* Stored data entries *

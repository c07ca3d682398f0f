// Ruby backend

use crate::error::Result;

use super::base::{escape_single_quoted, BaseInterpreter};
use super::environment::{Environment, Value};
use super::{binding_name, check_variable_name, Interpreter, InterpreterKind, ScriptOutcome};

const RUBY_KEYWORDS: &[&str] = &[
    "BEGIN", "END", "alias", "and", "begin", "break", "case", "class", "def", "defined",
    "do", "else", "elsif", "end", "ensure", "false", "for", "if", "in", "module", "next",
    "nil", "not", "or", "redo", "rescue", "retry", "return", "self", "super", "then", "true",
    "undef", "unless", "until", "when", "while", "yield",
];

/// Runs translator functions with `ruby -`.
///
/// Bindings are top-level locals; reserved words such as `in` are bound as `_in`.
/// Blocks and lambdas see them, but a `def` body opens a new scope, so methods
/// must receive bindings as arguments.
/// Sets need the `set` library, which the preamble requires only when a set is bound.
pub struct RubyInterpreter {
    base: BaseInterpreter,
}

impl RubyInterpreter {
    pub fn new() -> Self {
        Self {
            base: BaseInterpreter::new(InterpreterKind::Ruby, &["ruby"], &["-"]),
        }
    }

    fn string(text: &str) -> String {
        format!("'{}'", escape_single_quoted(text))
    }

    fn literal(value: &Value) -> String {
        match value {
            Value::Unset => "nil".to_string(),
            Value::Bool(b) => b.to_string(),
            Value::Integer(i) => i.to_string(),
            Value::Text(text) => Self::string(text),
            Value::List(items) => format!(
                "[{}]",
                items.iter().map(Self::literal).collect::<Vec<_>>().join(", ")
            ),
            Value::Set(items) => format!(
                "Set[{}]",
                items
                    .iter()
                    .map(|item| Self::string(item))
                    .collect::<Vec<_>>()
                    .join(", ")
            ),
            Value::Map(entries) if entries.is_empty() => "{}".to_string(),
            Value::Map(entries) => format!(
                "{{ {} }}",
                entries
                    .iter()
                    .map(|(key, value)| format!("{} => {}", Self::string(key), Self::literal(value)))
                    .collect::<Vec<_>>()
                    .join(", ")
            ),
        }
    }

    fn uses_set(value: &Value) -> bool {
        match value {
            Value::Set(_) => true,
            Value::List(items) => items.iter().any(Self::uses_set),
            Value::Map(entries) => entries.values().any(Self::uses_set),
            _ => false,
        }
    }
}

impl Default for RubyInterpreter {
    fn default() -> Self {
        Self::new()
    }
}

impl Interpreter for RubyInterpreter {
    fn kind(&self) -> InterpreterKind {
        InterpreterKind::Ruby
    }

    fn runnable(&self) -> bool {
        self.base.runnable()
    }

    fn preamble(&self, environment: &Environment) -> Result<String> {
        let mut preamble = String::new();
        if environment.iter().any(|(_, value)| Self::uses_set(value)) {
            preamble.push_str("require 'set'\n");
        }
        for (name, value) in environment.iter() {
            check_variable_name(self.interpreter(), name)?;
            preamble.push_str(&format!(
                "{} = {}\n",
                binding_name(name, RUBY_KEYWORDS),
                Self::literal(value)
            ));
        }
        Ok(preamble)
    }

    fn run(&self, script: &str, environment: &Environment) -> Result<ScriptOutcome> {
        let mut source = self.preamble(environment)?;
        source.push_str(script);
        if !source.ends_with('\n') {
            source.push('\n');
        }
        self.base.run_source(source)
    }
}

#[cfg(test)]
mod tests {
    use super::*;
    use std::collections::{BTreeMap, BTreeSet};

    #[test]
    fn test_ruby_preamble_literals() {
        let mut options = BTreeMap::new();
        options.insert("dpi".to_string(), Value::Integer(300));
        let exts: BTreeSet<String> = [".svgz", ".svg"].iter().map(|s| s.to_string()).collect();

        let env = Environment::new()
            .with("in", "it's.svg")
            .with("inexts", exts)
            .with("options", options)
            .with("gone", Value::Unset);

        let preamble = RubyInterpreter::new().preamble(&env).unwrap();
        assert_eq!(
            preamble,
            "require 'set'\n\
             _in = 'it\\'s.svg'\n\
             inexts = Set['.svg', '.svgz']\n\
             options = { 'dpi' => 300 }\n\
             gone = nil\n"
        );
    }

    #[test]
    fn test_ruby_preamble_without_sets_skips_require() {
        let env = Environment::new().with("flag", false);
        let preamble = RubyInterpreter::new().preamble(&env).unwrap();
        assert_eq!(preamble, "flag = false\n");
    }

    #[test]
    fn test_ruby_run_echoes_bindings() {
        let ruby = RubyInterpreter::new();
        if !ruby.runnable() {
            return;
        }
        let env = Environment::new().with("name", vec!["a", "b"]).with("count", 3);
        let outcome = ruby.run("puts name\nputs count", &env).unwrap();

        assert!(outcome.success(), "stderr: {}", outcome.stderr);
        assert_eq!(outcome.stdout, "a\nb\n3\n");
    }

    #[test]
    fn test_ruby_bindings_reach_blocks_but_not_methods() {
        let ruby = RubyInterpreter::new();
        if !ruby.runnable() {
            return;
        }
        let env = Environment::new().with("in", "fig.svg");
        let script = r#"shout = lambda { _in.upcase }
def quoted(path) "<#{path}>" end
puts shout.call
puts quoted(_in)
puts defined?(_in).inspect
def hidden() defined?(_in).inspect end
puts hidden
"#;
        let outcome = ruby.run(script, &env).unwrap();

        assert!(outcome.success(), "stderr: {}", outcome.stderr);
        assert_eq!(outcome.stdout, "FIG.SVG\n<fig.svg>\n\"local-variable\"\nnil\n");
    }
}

* * *

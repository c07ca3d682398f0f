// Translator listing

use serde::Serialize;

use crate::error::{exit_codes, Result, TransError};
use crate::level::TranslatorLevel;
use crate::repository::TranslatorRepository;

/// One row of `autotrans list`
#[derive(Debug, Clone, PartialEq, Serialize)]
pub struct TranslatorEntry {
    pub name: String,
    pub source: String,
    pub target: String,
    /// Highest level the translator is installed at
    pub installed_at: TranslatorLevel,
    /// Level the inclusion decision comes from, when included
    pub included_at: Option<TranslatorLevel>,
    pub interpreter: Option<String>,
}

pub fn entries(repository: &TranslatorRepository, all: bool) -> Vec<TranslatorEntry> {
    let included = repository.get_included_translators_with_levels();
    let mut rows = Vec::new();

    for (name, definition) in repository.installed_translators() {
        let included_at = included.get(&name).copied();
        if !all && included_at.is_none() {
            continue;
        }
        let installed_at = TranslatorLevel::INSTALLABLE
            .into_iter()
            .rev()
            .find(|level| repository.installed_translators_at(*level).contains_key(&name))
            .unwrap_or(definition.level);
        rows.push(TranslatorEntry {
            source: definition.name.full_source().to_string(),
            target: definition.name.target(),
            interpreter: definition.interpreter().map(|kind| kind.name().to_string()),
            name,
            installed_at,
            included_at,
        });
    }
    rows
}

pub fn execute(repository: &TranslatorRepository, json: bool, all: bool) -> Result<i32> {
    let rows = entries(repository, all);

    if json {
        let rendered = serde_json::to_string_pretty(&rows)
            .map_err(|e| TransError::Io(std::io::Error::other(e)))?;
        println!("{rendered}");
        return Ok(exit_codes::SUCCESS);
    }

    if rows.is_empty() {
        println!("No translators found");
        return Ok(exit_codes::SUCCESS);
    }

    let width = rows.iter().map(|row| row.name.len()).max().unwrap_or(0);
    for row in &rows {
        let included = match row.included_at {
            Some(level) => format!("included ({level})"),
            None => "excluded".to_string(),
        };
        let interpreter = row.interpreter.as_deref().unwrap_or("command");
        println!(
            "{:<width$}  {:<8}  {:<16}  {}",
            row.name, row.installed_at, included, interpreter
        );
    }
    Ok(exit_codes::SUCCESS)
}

* About this task *
Would you retype exactly the lines above, from the line with "pub struct TranslatorEntry" to the line with "pub fn entries(repository: &TranslatorRepository, all: bool)", with both end lines kept and nothing more?

* The completed task *
pub struct TranslatorEntry {
    pub name: String,
    pub source: String,
    pub target: String,
    /// Highest level the translator is installed at
    pub installed_at: TranslatorLevel,
    /// Level the inclusion decision comes from, when included
    pub included_at: Option<TranslatorLevel>,
    pub interpreter: Option<String>,
}

pub fn entries(repository: &TranslatorRepository, all: bool) -> Vec<TranslatorEntry> {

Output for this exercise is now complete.